#![forbid(unsafe_code)]

use crate::StoreError;
use serde::{Deserialize, Serialize};
use std::path::{Path, PathBuf};
use std::time::Duration;

pub const DEFAULT_DATABASE_FILE: &str = "tracker.db";

const ENV_DATABASE_PATH: &str = "TRACKER_DATABASE_PATH";
const ENV_BUSY_TIMEOUT_MS: &str = "TRACKER_BUSY_TIMEOUT_MS";

#[derive(Clone, Debug, PartialEq, Eq, Serialize, Deserialize)]
#[serde(default, deny_unknown_fields)]
pub struct StoreConfig {
    /// SQLite database file. Parent directories are created on open.
    pub database_path: PathBuf,
    /// How long a unit of work waits for the writer lock before failing.
    pub busy_timeout_ms: u64,
    /// Rows fetched per page when iterating change history.
    pub history_page_size: usize,
}

impl Default for StoreConfig {
    fn default() -> Self {
        Self {
            database_path: PathBuf::from(DEFAULT_DATABASE_FILE),
            busy_timeout_ms: 5_000,
            history_page_size: 64,
        }
    }
}

impl StoreConfig {
    pub fn in_dir(dir: impl AsRef<Path>) -> Self {
        Self {
            database_path: dir.as_ref().join(DEFAULT_DATABASE_FILE),
            ..Self::default()
        }
    }

    pub fn load(path: impl AsRef<Path>) -> Result<Self, StoreError> {
        let path = path.as_ref();
        let content = std::fs::read_to_string(path)?;
        Self::from_toml_str(&content)
            .map_err(|err| StoreError::Config(format!("{}: {err}", path.display())))
    }

    pub fn from_toml_str(content: &str) -> Result<Self, StoreError> {
        let config: Self =
            toml::from_str(content).map_err(|err| StoreError::Config(err.to_string()))?;
        config.validate()?;
        Ok(config)
    }

    pub fn with_env_overrides(self) -> Result<Self, StoreError> {
        self.with_overrides(|name| std::env::var(name).ok())
    }

    /// Applies `TRACKER_*` overrides looked up through `lookup`.
    pub fn with_overrides(
        mut self,
        lookup: impl Fn(&str) -> Option<String>,
    ) -> Result<Self, StoreError> {
        let value = |name: &str| {
            lookup(name)
                .map(|v| v.trim().to_string())
                .filter(|v| !v.is_empty())
        };
        if let Some(path) = value(ENV_DATABASE_PATH) {
            self.database_path = PathBuf::from(path);
        }
        if let Some(raw) = value(ENV_BUSY_TIMEOUT_MS) {
            self.busy_timeout_ms = raw.parse().map_err(|_| {
                StoreError::Config(format!("{ENV_BUSY_TIMEOUT_MS} must be an integer, got {raw:?}"))
            })?;
        }
        self.validate()?;
        Ok(self)
    }

    pub fn validate(&self) -> Result<(), StoreError> {
        if self.database_path.as_os_str().is_empty() {
            return Err(StoreError::Config("database_path must not be empty".to_string()));
        }
        if self.history_page_size == 0 {
            return Err(StoreError::Config(
                "history_page_size must be greater than zero".to_string(),
            ));
        }
        Ok(())
    }

    pub fn busy_timeout(&self) -> Duration {
        Duration::from_millis(self.busy_timeout_ms)
    }
}
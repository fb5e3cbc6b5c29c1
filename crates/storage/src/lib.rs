#![forbid(unsafe_code)]

mod config;
mod store;

pub use config::{DEFAULT_DATABASE_FILE, StoreConfig};
pub use store::*;
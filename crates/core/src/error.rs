#![forbid(unsafe_code)]

use thiserror::Error;

#[derive(Clone, Debug, PartialEq, Eq, Error)]
pub enum ValidationError {
    #[error("missing required field `{0}`")]
    MissingField(&'static str),
    #[error("field `{0}` must not be blank")]
    BlankField(&'static str),
    #[error("invalid value for `{field}`: {value:?}")]
    InvalidValue { field: &'static str, value: String },
}

impl ValidationError {
    pub fn field(&self) -> &'static str {
        match self {
            Self::MissingField(field) | Self::BlankField(field) => field,
            Self::InvalidValue { field, .. } => field,
        }
    }
}

pub(crate) fn required<T>(field: &'static str, value: Option<T>) -> Result<T, ValidationError> {
    value.ok_or(ValidationError::MissingField(field))
}

pub(crate) fn non_blank(field: &'static str, value: &str) -> Result<(), ValidationError> {
    if value.trim().is_empty() {
        return Err(ValidationError::BlankField(field));
    }
    Ok(())
}

pub(crate) fn required_text(
    field: &'static str,
    value: Option<String>,
) -> Result<String, ValidationError> {
    let value = required(field, value)?;
    non_blank(field, &value)?;
    Ok(value)
}
#![forbid(unsafe_code)]

use crate::ids::UserId;
use time::{Date, OffsetDateTime};

/// Who performs a mutation and when. Every write that touches audit columns
/// or change history takes one.
#[derive(Clone, Copy, Debug, PartialEq, Eq)]
pub struct Audit {
    pub actor: UserId,
    pub at: OffsetDateTime,
}

impl Audit {
    pub fn new(actor: UserId, at: OffsetDateTime) -> Self {
        Self { actor, at }
    }

    pub fn now(actor: UserId) -> Self {
        Self::new(actor, OffsetDateTime::now_utc())
    }

    pub fn date(&self) -> Date {
        self.at.date()
    }
}
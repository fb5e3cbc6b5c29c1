#![forbid(unsafe_code)]

use super::{Audit, FieldChange, IssueField};
use crate::ids::{IssueId, UserId};
use serde::{Deserialize, Serialize};
use time::OffsetDateTime;

/// A change history entry before it is written.
#[derive(Clone, Debug, PartialEq, Eq)]
pub struct ChangeRecord {
    pub issue_id: IssueId,
    pub changed_field: IssueField,
    pub old_value: Option<String>,
    pub new_value: Option<String>,
    pub changed_on: OffsetDateTime,
    pub changed_by: UserId,
}

impl ChangeRecord {
    pub fn from_change(issue_id: IssueId, change: FieldChange, audit: &Audit) -> Self {
        Self {
            issue_id,
            changed_field: change.field,
            old_value: change.old_value,
            new_value: change.new_value,
            changed_on: audit.at,
            changed_by: audit.actor,
        }
    }
}

/// A persisted change history entry. Never modified once written.
#[derive(Clone, Debug, PartialEq, Eq, Serialize, Deserialize)]
pub struct ChangeEntry {
    pub entry_id: i64,
    pub issue_id: IssueId,
    pub changed_field: IssueField,
    pub old_value: Option<String>,
    pub new_value: Option<String>,
    #[serde(with = "time::serde::rfc3339")]
    pub changed_on: OffsetDateTime,
    pub changed_by: UserId,
}

impl ChangeEntry {
    pub fn from_record(entry_id: i64, record: ChangeRecord) -> Self {
        Self {
            entry_id,
            issue_id: record.issue_id,
            changed_field: record.changed_field,
            old_value: record.old_value,
            new_value: record.new_value,
            changed_on: record.changed_on,
            changed_by: record.changed_by,
        }
    }
}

* TASK DETAILS *
Each line of the data above is to be duplicated exactly.

* REPLY *
#![forbid(unsafe_code)]

use crate::StoreError;
use serde::{Deserialize, Serialize};
use std::path::{Path, PathBuf};
use std::time::Duration;

pub const DEFAULT_DATABASE_FILE: &str = "tracker.db";

const ENV_DATABASE_PATH: &str = "TRACKER_DATABASE_PATH";
const ENV_BUSY_TIMEOUT_MS: &str = "TRACKER_BUSY_TIMEOUT_MS";

#[derive(Clone, Debug, PartialEq, Eq, Serialize, Deserialize)]
#[serde(default, deny_unknown_fields)]
pub struct StoreConfig {
    /// SQLite database file. Parent directories are created on open.
    pub database_path: PathBuf,
    /// How long a unit of work waits for the writer lock before failing.
    pub busy_timeout_ms: u64,
    /// Rows fetched per page when iterating change history.
    pub history_page_size: usize,
}

impl Default for StoreConfig {
    fn default() -> Self {
        Self {
            database_path: PathBuf::from(DEFAULT_DATABASE_FILE),
            busy_timeout_ms: 5_000,
            history_page_size: 64,
        }
    }
}

impl StoreConfig {
    pub fn in_dir(dir: impl AsRef<Path>) -> Self {
        Self {
            database_path: dir.as_ref().join(DEFAULT_DATABASE_FILE),
            ..Self::default()
        }
    }

    pub fn load(path: impl AsRef<Path>) -> Result<Self, StoreError> {
        let path = path.as_ref();
        let content = std::fs::read_to_string(path)?;
        Self::from_toml_str(&content)
            .map_err(|err| StoreError::Config(format!("{}: {err}", path.display())))
    }

    pub fn from_toml_str(content: &str) -> Result<Self, StoreError> {
        let config: Self =
            toml::from_str(content).map_err(|err| StoreError::Config(err.to_string()))?;
        config.validate()?;
        Ok(config)
    }

    pub fn with_env_overrides(self) -> Result<Self, StoreError> {
        self.with_overrides(|name| std::env::var(name).ok())
    }

    /// Applies `TRACKER_*` overrides looked up through `lookup`.
    pub fn with_overrides(
        mut self,
        lookup: impl Fn(&str) -> Option<String>,
    ) -> Result<Self, StoreError> {
        let value = |name: &str| {
            lookup(name)
                .map(|v| v.trim().to_string())
                .filter(|v| !v.is_empty())
        };
        if let Some(path) = value(ENV_DATABASE_PATH) {
            self.database_path = PathBuf::from(path);
        }
        if let Some(raw) = value(ENV_BUSY_TIMEOUT_MS) {
            self.busy_timeout_ms = raw.parse().map_err(|_| {
                StoreError::Config(format!("{ENV_BUSY_TIMEOUT_MS} must be an integer, got {raw:?}"))
            })?;
        }
        self.validate()?;
        Ok(self)
    }

    pub fn validate(&self) -> Result<(), StoreError> {
        if self.database_path.as_os_str().is_empty() {
            return Err(StoreError::Config("database_path must not be empty".to_string()));
        }
        if self.history_page_size == 0 {
            return Err(StoreError::Config(
                "history_page_size must be greater than zero".to_string(),
            ));
        }
        Ok(())
    }

    pub fn busy_timeout(&self) -> Duration {
        Duration::from_millis(self.busy_timeout_ms)
    }
}
repository fb5e3cbc6b5c29c1
filename crates/storage/src/lib.rs
#![forbid(unsafe_code)]

mod config;
mod store;

pub use config::{DEFAULT_DATABASE_FILE, StoreConfig};
pub use store::*;
filename crates/core/src/error.rs
#![forbid(unsafe_code)]

use thiserror::Error;

#[derive(Clone, Debug, PartialEq, Eq, Error)]
pub enum ValidationError {
    #[error("missing required field `{0}`")]
    MissingField(&'static str),
    #[error("field `{0}` must not be blank")]
    BlankField(&'static str),
    #[error("invalid value for `{field}`: {value:?}")]
    InvalidValue { field: &'static str, value: String },
}

impl ValidationError {
    pub fn field(&self) -> &'static str {
        match self {
            Self::MissingField(field) | Self::BlankField(field) => field,
            Self::InvalidValue { field, .. } => field,
        }
    }
}

pub(crate) fn required<T>(field: &'static str, value: Option<T>) -> Result<T, ValidationError> {
    value.ok_or(ValidationError::MissingField(field))
}

pub(crate) fn non_blank(field: &'static str, value: &str) -> Result<(), ValidationError> {
    if value.trim().is_empty() {
        return Err(ValidationError::BlankField(field));
    }
    Ok(())
}

pub(crate) fn required_text(
    field: &'static str,
    value: Option<String>,
) -> Result<String, ValidationError> {
    let value = required(field, value)?;
    non_blank(field, &value)?;
    Ok(value)
}
#![forbid(unsafe_code)]

use crate::ids::UserId;
use time::{Date, OffsetDateTime};

/// Who performs a mutation and when. Every write that touches audit columns
/// or change history takes one.
#[derive(Clone, Copy, Debug, PartialEq, Eq)]
pub struct Audit {
    pub actor: UserId,
    pub at: OffsetDateTime,
}

impl Audit {
    pub fn new(actor: UserId, at: OffsetDateTime) -> Self {
        Self { actor, at }
    }

    pub fn now(actor: UserId) -> Self {
        Self::new(actor, OffsetDateTime::now_utc())
    }

    pub fn date(&self) -> Date {
        self.at.date()
    }
}
repository fb5e3cbc6b5c29c1
#![forbid(unsafe_code)]

use super::{Audit, FieldChange, IssueField};
use crate::ids::{IssueId, UserId};
use serde::{Deserialize, Serialize};
use time::OffsetDateTime;

/// A change history entry before it is written.
#[derive(Clone, Debug, PartialEq, Eq)]
pub struct ChangeRecord {
    pub issue_id: IssueId,
    pub changed_field: IssueField,
    pub old_value: Option<String>,
    pub new_value: Option<String>,
    pub changed_on: OffsetDateTime,
    pub changed_by: UserId,
}

impl ChangeRecord {
    pub fn from_change(issue_id: IssueId, change: FieldChange, audit: &Audit) -> Self {
        Self {
            issue_id,
            changed_field: change.field,
            old_value: change.old_value,
            new_value: change.new_value,
            changed_on: audit.at,
            changed_by: audit.actor,
        }
    }
}

/// A persisted change history entry. Never modified once written.
#[derive(Clone, Debug, PartialEq, Eq, Serialize, Deserialize)]
pub struct ChangeEntry {
    pub entry_id: i64,
    pub issue_id: IssueId,
    pub changed_field: IssueField,
    pub old_value: Option<String>,
    pub new_value: Option<String>,
    #[serde(with = "time::serde::rfc3339")]
    pub changed_on: OffsetDateTime,
    pub changed_by: UserId,
}

impl ChangeEntry {
    pub fn from_record(entry_id: i64, record: ChangeRecord) -> Self {
        Self {
            entry_id,
            issue_id: record.issue_id,
            changed_field: record.changed_field,
            old_value: record.old_value,
            new_value: record.new_value,
            changed_on: record.changed_on,
            changed_by: record.changed_by,
        }
    }
}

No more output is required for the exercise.